Society can prevent those who are manifestly unfit from continuing their kind. The principle that sustains compulsory vaccination is broad enough to cover cutting the Fallopian tubes. Jacobson v Massachusetts, 197 US 11. Three generations of imbeciles are enough.(p207) (1)

Jacobson was cited as support for the general principle that public welfare was sufficient to justify involuntary sterilization. The decision extended the police power’s reach from imposing a monetary penalty for refusing vaccination to forcing surgery on a young woman against her will and depriving her of the ability to have children. The Court did not require the state to demonstrate that sterilization was necessary and not arbitrary or oppressive. (1)

  • Jacobson also predated the horrors of medical experimentation conducted under the Nazis of which the world only became aware after WWII during the Nuremberg Trials which led to the adoption of the Nuremberg Code. Among other requirements, the Nuremberg Code[iv] demands, (2)

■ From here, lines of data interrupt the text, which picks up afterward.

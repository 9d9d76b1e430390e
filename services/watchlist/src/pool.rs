//! Item stream pool and stream-id allocation
//!
//! Item streams are recycled: a released stream is reset and kept as a spare
//! for the next acquire. The pool starts with `initial_size` slots and
//! doubles up to `max_streams`; growth failure is reported, never fatal.
//!
//! Consumer stream ids count up from [`FIRST_ITEM_STREAM_ID`] and skip ids
//! still in use after wrapping. Provider-driven ids come from a separate
//! counter ([`ProviderIdAllocator`]) that counts down from -1.

use std::collections::BTreeMap;

use feed_types::ids::{StreamId, FIRST_ITEM_STREAM_ID};
use tracing::{debug, info, warn};

use crate::arena::{Arena, Handle};
use crate::error::PoolError;

/// Objects the pool can recycle.
pub trait Poolable: Default {
    /// Drop every reference the object holds so it can be reused.
    fn reset(&mut self);
}

/// Pool of item streams addressed by handle or by wire stream id.
#[derive(Debug)]
pub struct StreamPool<T> {
    streams: Arena<T>,
    /// Wire stream id -> live handle
    by_id: BTreeMap<StreamId, Handle>,
    /// Reset objects waiting to be reused
    spares: Vec<T>,
    capacity: usize,
    max_streams: usize,
    next_id: StreamId,
}

impl<T: Poolable> StreamPool<T> {
    pub fn new(initial_size: usize, max_streams: usize) -> Self {
        let initial_size = initial_size.max(1);
        let mut spares = Vec::with_capacity(initial_size);
        spares.resize_with(initial_size, T::default);
        Self {
            streams: Arena::with_capacity(initial_size),
            by_id: BTreeMap::new(),
            spares,
            capacity: initial_size,
            max_streams: max_streams.max(initial_size),
            next_id: FIRST_ITEM_STREAM_ID,
        }
    }

    /// Take a stream from the pool under a freshly assigned id.
    ///
    /// `init` fills the recycled object before it becomes visible.
    pub fn acquire(
        &mut self,
        init: impl FnOnce(&mut T, StreamId),
    ) -> Result<(Handle, StreamId), PoolError> {
        if self.streams.len() >= self.capacity {
            self.grow()?;
        }

        let stream_id = self.allocate_id();
        let mut stream = self.spares.pop().unwrap_or_default();
        init(&mut stream, stream_id);

        let handle = self.streams.insert(stream);
        self.by_id.insert(stream_id, handle);
        debug!(stream_id, in_use = self.streams.len(), "Stream acquired");
        Ok((handle, stream_id))
    }

    /// Return a stream to the pool. Its id becomes free for reuse.
    pub fn release(&mut self, handle: Handle, stream_id: StreamId) -> Result<(), PoolError> {
        let mut stream = self.streams.remove(handle).ok_or(PoolError::UnknownHandle)?;
        if self.by_id.get(&stream_id) == Some(&handle) {
            self.by_id.remove(&stream_id);
        }
        stream.reset();
        self.spares.push(stream);
        debug!(stream_id, in_use = self.streams.len(), "Stream released");
        Ok(())
    }

    fn grow(&mut self) -> Result<(), PoolError> {
        let target = self.capacity.saturating_mul(2).min(self.max_streams);
        if target <= self.capacity {
            warn!(capacity = self.capacity, "Stream pool exhausted");
            return Err(PoolError::Exhausted {
                capacity: self.capacity,
            });
        }

        let additional = target - self.capacity;
        if self.spares.try_reserve(additional).is_err() {
            warn!(capacity = self.capacity, target, "Stream pool growth failed");
            return Err(PoolError::GrowthFailed {
                capacity: self.capacity,
            });
        }
        self.streams.reserve(additional);

        info!(from = self.capacity, to = target, "Stream pool grown");
        self.capacity = target;
        Ok(())
    }

    fn allocate_id(&mut self) -> StreamId {
        loop {
            let candidate = self.next_id;
            self.next_id = if candidate == StreamId::MAX {
                FIRST_ITEM_STREAM_ID
            } else {
                candidate + 1
            };
            if !self.by_id.contains_key(&candidate) {
                return candidate;
            }
        }
    }

    pub fn get(&self, handle: Handle) -> Option<&T> {
        self.streams.get(handle)
    }

    pub fn get_mut(&mut self, handle: Handle) -> Option<&mut T> {
        self.streams.get_mut(handle)
    }

    /// Handle of the live stream using `stream_id`.
    pub fn handle_for(&self, stream_id: StreamId) -> Option<Handle> {
        self.by_id.get(&stream_id).copied()
    }

    /// Live handles ordered by stream id.
    pub fn handles(&self) -> Vec<Handle> {
        self.by_id.values().copied().collect()
    }

    /// Streams in use
    pub fn len(&self) -> usize {
        self.streams.len()
    }

    pub fn is_empty(&self) -> bool {
        self.streams.is_empty()
    }

    /// Streams that can be in use before the pool must grow.
    pub fn capacity(&self) -> usize {
        self.capacity
    }

    /// Reset objects ready for reuse
    pub fn spare_count(&self) -> usize {
        self.spares.len()
    }
}

/// Counter for provider-driven (negative) stream ids.
///
/// Counts down from -1, wraps back to -1 after `i32::MIN` and skips ids
/// the caller reports as in use.
#[derive(Debug, Clone)]
pub struct ProviderIdAllocator {
    next: StreamId,
}

impl Default for ProviderIdAllocator {
    fn default() -> Self {
        Self { next: -1 }
    }
}

impl ProviderIdAllocator {
    pub fn new() -> Self {
        Self::default()
    }

    pub fn next_id(&mut self, in_use: impl Fn(StreamId) -> bool) -> StreamId {
        loop {
            let candidate = self.next;
            self.next = if candidate == StreamId::MIN {
                -1
            } else {
                candidate - 1
            };
            if !in_use(candidate) {
                return candidate;
            }
        }
    }
}

#[cfg(test)]
mod tests {
    use super::*;
    use feed_types::ids::{DIRECTORY_STREAM_ID, LOGIN_STREAM_ID};
    use proptest::prelude::*;
    use std::collections::BTreeSet;

    #[derive(Debug, Default)]
    struct Slot {
        id: StreamId,
        payload: Vec<u8>,
    }

    impl Poolable for Slot {
        fn reset(&mut self) {
            self.id = 0;
            self.payload.clear();
        }
    }

    fn open(pool: &mut StreamPool<Slot>) -> (Handle, StreamId) {
        pool.acquire(|slot, id| {
            slot.id = id;
            slot.payload.push(1);
        })
        .unwrap()
    }

    #[test]
    fn test_ids_start_after_control_streams() {
        let mut pool = StreamPool::<Slot>::new(4, 16);
        let (_, first) = open(&mut pool);
        let (_, second) = open(&mut pool);
        assert_eq!(first, FIRST_ITEM_STREAM_ID);
        assert_eq!(second, FIRST_ITEM_STREAM_ID + 1);
        assert_ne!(first, LOGIN_STREAM_ID);
        assert_ne!(first, DIRECTORY_STREAM_ID);
    }

    #[test]
    fn test_release_recycles_object() {
        let mut pool = StreamPool::<Slot>::new(2, 2);
        assert_eq!(pool.spare_count(), 2);
        let (handle, id) = open(&mut pool);
        assert_eq!(pool.get(handle).map(|s| s.id), Some(id));
        assert_eq!(pool.handle_for(id), Some(handle));

        pool.release(handle, id).unwrap();
        assert!(pool.get(handle).is_none());
        assert_eq!(pool.handle_for(id), None);
        assert_eq!(pool.spare_count(), 2);
        assert_eq!(pool.release(handle, id), Err(PoolError::UnknownHandle));
    }

    #[test]
    fn test_released_id_not_reused_until_wrap() {
        let mut pool = StreamPool::<Slot>::new(4, 16);
        let (handle, id) = open(&mut pool);
        pool.release(handle, id).unwrap();
        let (_, next) = open(&mut pool);
        assert_eq!(next, id + 1);
    }

    #[test]
    fn test_growth_doubles_until_max() {
        let mut pool = StreamPool::<Slot>::new(2, 5);
        for _ in 0..5 {
            open(&mut pool);
        }
        assert_eq!(pool.capacity(), 5);
        assert_eq!(
            pool.acquire(|_, _| {}).unwrap_err(),
            PoolError::Exhausted { capacity: 5 }
        );
    }

    #[test]
    fn test_id_wrap_skips_live_ids() {
        let mut pool = StreamPool::<Slot>::new(4, 16);
        let (_, kept) = open(&mut pool);
        pool.next_id = StreamId::MAX;
        let (h, max) = open(&mut pool);
        assert_eq!(max, StreamId::MAX);
        pool.release(h, max).unwrap();

        let (_, wrapped) = open(&mut pool);
        assert_eq!(kept, FIRST_ITEM_STREAM_ID);
        assert_eq!(wrapped, FIRST_ITEM_STREAM_ID + 1);
    }

    #[test]
    fn test_provider_ids_count_down_and_skip() {
        let mut ids = ProviderIdAllocator::new();
        assert_eq!(ids.next_id(|_| false), -1);
        assert_eq!(ids.next_id(|id| id == -2), -3);

        ids.next = StreamId::MIN;
        assert_eq!(ids.next_id(|_| false), StreamId::MIN);
        assert_eq!(ids.next_id(|_| false), -1);
    }

    proptest! {
        #[test]
        fn prop_live_ids_are_unique(ops in prop::collection::vec(any::<bool>(), 1..200)) {
            let mut pool = StreamPool::<Slot>::new(1, 64);
            let mut live: Vec<(Handle, StreamId)> = Vec::new();

            for acquire in ops {
                if acquire || live.is_empty() {
                    if let Ok(entry) = pool.acquire(|slot, id| slot.id = id) {
                        live.push(entry);
                    }
                } else {
                    let (handle, id) = live.remove(0);
                    pool.release(handle, id).unwrap();
                }

                let ids: BTreeSet<_> = live.iter().map(|(_, id)| *id).collect();
                prop_assert_eq!(ids.len(), live.len());
                prop_assert!(ids.iter().all(|id| *id >= FIRST_ITEM_STREAM_ID));
                prop_assert_eq!(pool.len(), live.len());
                prop_assert!(pool.len() <= pool.capacity());
            }
        }
    }
}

“The voluntary consent of the human subject is absolutely essential. This means that the person involved should have legal capacity to give consent; should be so situated as to be able to exercise free power of choice, without the intervention of any element of force, fraud, deceit, duress, overreaching, or other ulterior form of constraint or coercion; and should have sufficient knowledge and comprehension of the elements of the subject matter involved as to enable him to make an understanding and enlightened decision.” (2)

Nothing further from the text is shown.